| WORK TASK |
Each line of the material below that holds the word "where" needs to be copied.

★ ★ ★ ★

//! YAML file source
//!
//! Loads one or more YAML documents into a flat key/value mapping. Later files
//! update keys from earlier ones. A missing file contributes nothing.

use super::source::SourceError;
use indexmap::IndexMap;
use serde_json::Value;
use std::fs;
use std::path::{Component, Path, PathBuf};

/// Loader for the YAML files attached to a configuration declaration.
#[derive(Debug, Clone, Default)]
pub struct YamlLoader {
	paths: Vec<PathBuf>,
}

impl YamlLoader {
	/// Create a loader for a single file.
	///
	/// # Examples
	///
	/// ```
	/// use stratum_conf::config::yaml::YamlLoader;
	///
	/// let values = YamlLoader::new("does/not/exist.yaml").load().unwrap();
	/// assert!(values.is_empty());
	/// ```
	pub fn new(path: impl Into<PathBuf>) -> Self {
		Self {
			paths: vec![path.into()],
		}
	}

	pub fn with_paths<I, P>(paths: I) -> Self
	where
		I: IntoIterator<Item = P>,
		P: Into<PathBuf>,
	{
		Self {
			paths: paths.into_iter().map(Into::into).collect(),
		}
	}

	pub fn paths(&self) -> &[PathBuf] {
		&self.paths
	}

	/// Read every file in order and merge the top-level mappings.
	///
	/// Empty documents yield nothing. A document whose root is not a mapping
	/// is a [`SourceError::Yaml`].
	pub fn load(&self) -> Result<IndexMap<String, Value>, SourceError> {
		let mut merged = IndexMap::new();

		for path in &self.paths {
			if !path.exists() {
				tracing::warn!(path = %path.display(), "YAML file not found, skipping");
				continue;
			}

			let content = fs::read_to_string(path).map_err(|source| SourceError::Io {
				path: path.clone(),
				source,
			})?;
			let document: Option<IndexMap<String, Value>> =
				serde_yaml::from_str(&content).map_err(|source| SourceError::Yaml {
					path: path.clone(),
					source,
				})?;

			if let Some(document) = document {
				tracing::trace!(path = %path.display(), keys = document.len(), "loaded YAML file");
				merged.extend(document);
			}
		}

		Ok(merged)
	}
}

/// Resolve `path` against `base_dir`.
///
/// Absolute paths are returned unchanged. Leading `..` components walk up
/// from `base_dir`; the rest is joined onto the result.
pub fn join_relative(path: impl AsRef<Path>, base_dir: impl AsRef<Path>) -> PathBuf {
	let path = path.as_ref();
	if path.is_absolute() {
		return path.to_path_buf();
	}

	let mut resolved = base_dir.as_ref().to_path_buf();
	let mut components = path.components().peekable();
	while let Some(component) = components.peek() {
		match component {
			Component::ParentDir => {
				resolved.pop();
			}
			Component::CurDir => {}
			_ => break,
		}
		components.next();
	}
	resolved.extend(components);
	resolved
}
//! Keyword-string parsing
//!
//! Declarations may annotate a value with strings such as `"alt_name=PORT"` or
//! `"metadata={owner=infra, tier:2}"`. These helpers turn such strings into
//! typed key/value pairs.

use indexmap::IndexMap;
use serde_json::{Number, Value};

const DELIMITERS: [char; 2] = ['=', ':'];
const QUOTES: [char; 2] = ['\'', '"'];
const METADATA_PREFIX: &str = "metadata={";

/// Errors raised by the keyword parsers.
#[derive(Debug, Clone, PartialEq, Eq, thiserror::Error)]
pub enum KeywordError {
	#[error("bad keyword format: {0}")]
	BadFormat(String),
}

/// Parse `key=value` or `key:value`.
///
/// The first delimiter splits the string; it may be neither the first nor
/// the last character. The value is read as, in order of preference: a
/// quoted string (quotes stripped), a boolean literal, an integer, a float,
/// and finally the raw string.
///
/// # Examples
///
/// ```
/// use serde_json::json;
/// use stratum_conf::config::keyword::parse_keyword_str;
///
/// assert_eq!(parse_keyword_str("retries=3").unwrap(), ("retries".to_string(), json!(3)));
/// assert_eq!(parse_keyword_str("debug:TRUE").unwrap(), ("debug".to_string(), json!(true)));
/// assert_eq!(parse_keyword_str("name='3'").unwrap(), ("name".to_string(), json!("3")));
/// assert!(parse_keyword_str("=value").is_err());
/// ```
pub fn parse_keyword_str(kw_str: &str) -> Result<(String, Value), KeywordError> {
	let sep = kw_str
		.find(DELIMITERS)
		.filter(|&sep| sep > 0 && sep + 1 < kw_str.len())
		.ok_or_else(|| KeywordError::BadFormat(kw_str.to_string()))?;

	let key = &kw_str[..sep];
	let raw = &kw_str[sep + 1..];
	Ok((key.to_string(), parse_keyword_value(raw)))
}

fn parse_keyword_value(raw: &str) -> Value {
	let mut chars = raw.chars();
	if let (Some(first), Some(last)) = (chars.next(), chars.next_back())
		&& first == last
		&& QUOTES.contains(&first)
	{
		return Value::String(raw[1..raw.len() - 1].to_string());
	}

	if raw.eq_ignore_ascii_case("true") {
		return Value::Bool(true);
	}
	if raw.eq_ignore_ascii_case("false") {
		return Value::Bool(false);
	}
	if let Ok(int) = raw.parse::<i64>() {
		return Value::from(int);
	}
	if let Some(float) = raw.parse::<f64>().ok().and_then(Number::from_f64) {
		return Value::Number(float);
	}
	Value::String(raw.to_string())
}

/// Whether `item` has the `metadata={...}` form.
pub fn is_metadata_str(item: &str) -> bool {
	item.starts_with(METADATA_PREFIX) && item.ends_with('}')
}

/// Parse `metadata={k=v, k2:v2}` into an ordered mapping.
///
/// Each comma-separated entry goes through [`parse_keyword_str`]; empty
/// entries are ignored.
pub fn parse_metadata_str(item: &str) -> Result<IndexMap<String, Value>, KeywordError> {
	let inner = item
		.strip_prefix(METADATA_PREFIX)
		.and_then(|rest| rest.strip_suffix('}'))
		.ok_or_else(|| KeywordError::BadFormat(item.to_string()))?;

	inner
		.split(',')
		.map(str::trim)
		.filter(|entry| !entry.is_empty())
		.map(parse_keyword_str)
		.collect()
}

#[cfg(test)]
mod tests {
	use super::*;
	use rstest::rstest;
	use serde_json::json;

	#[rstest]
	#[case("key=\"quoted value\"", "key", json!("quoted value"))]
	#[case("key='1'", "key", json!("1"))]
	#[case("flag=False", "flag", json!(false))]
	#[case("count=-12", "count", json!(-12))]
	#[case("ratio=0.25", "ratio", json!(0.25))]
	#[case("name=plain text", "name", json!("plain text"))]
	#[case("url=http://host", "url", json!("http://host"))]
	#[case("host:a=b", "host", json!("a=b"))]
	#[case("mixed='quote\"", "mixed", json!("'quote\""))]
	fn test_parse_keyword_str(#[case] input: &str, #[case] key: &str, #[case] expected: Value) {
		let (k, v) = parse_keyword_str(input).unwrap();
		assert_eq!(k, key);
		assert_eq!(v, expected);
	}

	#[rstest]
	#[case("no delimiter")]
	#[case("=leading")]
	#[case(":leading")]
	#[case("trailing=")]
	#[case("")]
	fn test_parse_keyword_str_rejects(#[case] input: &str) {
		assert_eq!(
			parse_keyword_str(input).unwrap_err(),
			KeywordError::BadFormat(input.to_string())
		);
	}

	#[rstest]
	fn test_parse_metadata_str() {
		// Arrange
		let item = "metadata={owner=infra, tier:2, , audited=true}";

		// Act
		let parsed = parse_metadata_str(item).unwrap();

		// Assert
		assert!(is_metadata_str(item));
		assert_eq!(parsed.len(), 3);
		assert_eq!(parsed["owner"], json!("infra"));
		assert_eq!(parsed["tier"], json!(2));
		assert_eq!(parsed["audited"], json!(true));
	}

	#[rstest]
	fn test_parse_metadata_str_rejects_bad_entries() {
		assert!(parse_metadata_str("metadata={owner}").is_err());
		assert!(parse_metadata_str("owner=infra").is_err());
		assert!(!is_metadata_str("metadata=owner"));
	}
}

★ ★ ★ ★

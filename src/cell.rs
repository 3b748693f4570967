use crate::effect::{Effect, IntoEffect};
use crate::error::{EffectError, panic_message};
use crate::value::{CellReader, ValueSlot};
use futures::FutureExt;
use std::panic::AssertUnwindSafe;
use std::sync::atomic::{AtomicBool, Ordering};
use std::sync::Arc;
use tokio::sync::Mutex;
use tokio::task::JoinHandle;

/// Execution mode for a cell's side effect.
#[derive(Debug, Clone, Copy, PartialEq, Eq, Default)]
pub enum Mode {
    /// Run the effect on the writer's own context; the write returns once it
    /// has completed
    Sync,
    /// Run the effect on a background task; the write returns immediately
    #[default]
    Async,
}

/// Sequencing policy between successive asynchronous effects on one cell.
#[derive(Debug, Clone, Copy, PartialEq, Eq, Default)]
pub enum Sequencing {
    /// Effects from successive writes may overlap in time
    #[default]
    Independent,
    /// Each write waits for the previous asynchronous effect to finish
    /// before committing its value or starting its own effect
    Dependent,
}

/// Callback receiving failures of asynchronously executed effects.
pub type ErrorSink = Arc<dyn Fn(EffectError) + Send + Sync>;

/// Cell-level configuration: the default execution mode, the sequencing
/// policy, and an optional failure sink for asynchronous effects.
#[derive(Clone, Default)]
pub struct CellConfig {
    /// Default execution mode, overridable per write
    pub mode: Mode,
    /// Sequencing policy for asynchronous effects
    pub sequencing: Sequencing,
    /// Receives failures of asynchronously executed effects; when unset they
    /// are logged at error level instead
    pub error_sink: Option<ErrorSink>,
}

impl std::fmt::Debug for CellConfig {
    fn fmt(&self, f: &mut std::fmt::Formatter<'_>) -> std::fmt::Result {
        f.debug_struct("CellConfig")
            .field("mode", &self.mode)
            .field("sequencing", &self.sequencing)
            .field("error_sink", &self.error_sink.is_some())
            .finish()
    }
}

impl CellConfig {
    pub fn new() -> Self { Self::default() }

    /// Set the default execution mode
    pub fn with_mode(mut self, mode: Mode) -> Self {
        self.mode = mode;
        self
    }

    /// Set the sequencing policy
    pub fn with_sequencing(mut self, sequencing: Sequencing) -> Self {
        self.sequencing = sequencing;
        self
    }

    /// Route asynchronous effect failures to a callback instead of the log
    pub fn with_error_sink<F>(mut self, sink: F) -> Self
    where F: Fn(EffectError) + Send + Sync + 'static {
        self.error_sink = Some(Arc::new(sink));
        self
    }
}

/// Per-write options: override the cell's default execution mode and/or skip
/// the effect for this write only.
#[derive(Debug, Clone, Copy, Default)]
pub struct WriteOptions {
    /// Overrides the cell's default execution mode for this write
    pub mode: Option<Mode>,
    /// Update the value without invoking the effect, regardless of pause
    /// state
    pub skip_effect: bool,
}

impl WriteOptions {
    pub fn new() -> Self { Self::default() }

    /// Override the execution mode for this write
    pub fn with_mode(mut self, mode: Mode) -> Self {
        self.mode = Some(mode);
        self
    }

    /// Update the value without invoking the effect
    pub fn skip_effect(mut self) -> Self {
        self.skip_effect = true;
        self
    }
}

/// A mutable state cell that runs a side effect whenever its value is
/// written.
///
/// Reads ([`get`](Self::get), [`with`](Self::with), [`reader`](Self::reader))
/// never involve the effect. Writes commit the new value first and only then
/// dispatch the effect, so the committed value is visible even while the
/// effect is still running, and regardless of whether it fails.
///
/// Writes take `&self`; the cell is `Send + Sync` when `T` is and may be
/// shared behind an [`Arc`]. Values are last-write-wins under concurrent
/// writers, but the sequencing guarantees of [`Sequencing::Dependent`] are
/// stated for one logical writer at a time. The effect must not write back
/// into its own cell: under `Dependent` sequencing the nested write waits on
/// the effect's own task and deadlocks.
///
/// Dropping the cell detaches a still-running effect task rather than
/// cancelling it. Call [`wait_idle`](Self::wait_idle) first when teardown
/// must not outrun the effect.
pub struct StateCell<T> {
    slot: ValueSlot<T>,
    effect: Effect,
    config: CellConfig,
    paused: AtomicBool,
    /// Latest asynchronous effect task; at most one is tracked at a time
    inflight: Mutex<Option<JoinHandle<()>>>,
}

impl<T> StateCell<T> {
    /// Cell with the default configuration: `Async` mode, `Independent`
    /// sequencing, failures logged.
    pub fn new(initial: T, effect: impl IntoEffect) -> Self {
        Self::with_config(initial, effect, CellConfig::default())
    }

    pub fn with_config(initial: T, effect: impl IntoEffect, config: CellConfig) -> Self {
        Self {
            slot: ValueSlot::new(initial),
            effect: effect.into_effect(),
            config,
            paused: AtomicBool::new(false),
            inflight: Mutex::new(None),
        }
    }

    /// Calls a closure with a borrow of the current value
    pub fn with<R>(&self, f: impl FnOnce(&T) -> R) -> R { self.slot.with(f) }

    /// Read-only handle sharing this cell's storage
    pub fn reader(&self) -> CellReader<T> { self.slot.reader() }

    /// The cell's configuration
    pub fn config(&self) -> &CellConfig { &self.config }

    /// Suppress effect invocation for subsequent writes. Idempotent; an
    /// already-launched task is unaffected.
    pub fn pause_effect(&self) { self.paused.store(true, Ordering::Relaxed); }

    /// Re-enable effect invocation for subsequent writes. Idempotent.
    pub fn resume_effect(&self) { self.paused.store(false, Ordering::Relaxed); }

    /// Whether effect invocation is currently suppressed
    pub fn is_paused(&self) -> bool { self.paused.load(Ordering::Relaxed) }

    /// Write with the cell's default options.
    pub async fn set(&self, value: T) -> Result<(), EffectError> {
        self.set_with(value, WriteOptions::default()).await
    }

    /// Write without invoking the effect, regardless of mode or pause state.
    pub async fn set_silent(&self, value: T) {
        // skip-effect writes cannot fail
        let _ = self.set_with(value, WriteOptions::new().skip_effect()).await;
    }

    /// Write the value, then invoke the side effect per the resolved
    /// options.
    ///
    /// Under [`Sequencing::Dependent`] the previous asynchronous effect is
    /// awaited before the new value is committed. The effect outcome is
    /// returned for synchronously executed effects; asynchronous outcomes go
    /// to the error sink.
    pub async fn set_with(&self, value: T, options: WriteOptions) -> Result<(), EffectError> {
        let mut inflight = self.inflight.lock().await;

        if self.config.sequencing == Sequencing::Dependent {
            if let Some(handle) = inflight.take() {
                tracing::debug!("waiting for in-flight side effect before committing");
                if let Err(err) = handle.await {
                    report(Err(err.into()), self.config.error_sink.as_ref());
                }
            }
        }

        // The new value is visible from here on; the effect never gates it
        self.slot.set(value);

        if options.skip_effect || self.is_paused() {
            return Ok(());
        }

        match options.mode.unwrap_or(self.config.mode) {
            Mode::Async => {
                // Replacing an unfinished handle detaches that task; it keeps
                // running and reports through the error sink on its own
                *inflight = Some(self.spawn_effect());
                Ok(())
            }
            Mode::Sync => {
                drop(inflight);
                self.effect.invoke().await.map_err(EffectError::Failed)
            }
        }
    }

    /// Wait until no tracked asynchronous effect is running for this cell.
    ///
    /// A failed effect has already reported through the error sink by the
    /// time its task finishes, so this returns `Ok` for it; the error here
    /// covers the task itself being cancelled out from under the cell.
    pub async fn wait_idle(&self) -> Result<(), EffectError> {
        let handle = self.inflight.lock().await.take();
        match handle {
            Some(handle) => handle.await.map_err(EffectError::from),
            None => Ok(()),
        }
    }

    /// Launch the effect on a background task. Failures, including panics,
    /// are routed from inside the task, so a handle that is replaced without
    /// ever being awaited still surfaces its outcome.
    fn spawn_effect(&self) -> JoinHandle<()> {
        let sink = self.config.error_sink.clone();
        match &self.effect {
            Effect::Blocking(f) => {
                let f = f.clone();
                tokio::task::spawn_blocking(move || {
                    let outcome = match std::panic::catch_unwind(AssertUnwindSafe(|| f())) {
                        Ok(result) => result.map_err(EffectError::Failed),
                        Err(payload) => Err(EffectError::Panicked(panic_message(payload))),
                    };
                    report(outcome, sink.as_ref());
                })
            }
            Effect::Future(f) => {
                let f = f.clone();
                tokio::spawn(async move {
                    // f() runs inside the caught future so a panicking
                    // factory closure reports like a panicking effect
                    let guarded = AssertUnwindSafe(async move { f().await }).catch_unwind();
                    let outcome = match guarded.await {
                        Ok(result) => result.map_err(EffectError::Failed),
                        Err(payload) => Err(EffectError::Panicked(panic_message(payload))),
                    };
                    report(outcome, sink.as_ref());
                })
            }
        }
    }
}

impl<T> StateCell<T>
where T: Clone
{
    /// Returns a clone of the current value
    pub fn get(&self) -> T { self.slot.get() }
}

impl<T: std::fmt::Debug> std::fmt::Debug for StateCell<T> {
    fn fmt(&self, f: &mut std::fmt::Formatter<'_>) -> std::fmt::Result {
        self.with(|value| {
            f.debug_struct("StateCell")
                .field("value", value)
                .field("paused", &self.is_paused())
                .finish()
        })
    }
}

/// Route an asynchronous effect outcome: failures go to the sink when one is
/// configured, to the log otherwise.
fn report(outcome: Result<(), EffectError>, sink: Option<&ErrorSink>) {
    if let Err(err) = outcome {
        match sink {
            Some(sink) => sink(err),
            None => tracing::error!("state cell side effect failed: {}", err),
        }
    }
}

★ ★ ★ ★

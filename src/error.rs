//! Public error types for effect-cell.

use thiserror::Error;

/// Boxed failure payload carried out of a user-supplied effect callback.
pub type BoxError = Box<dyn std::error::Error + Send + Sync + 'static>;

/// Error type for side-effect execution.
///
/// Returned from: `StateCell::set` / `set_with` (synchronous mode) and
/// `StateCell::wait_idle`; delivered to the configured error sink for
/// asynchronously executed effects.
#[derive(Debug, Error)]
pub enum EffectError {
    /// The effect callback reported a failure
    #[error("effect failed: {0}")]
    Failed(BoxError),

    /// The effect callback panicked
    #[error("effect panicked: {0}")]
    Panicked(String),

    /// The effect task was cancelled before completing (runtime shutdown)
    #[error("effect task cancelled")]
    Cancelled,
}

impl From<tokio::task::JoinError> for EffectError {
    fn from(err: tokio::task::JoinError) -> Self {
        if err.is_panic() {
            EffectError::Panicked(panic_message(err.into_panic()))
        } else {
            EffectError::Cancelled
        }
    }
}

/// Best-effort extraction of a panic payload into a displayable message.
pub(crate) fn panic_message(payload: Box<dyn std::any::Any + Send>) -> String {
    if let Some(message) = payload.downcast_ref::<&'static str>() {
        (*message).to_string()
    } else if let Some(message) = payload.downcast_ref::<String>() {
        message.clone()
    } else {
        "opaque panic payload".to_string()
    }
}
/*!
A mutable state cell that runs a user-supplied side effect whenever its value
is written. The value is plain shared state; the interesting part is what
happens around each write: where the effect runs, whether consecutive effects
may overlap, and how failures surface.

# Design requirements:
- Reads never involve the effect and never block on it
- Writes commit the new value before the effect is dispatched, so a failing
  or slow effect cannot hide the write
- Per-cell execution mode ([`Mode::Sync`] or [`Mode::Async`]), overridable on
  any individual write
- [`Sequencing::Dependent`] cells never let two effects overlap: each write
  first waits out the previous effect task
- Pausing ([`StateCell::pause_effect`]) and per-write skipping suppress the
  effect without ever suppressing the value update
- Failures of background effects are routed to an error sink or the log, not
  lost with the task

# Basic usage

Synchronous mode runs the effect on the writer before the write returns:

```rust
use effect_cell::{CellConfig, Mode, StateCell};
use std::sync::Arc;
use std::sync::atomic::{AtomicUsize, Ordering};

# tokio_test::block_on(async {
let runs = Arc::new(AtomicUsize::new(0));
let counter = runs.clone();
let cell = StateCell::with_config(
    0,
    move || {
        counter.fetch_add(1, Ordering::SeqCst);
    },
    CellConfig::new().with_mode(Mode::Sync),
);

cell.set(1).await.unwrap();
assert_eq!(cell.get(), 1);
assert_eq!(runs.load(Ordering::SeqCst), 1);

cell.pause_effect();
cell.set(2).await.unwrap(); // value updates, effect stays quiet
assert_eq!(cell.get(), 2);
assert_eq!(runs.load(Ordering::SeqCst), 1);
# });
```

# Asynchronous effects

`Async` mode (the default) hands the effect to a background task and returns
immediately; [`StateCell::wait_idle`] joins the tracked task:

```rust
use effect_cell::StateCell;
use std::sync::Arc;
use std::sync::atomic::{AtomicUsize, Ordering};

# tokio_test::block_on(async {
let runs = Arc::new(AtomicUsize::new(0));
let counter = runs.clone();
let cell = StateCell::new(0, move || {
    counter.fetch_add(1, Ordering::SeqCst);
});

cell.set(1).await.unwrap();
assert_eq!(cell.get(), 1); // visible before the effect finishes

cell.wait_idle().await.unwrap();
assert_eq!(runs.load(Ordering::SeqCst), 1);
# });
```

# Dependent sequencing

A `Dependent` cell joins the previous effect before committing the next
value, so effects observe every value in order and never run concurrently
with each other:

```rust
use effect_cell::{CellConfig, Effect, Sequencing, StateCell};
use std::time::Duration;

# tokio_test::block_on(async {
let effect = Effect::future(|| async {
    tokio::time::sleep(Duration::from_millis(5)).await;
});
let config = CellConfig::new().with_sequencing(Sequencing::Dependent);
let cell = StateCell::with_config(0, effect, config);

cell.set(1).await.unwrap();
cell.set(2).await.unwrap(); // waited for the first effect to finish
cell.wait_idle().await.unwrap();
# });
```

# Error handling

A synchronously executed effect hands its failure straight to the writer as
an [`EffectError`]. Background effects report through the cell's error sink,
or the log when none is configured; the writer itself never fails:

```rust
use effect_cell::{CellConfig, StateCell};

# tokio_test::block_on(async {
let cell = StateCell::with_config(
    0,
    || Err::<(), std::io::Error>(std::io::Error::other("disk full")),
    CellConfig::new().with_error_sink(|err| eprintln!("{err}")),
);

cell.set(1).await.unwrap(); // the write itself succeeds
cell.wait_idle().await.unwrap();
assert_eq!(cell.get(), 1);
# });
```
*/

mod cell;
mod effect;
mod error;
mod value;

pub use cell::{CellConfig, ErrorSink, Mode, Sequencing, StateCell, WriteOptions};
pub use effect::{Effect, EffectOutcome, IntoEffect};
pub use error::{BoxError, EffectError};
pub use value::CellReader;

★ ★ ★ ★

| EXERCISE OUTPUT |
	where
    where F: Fn(EffectError) + Send + Sync + 'static {
where T: Clone
happens around each write: where the effect runs, whether consecutive effects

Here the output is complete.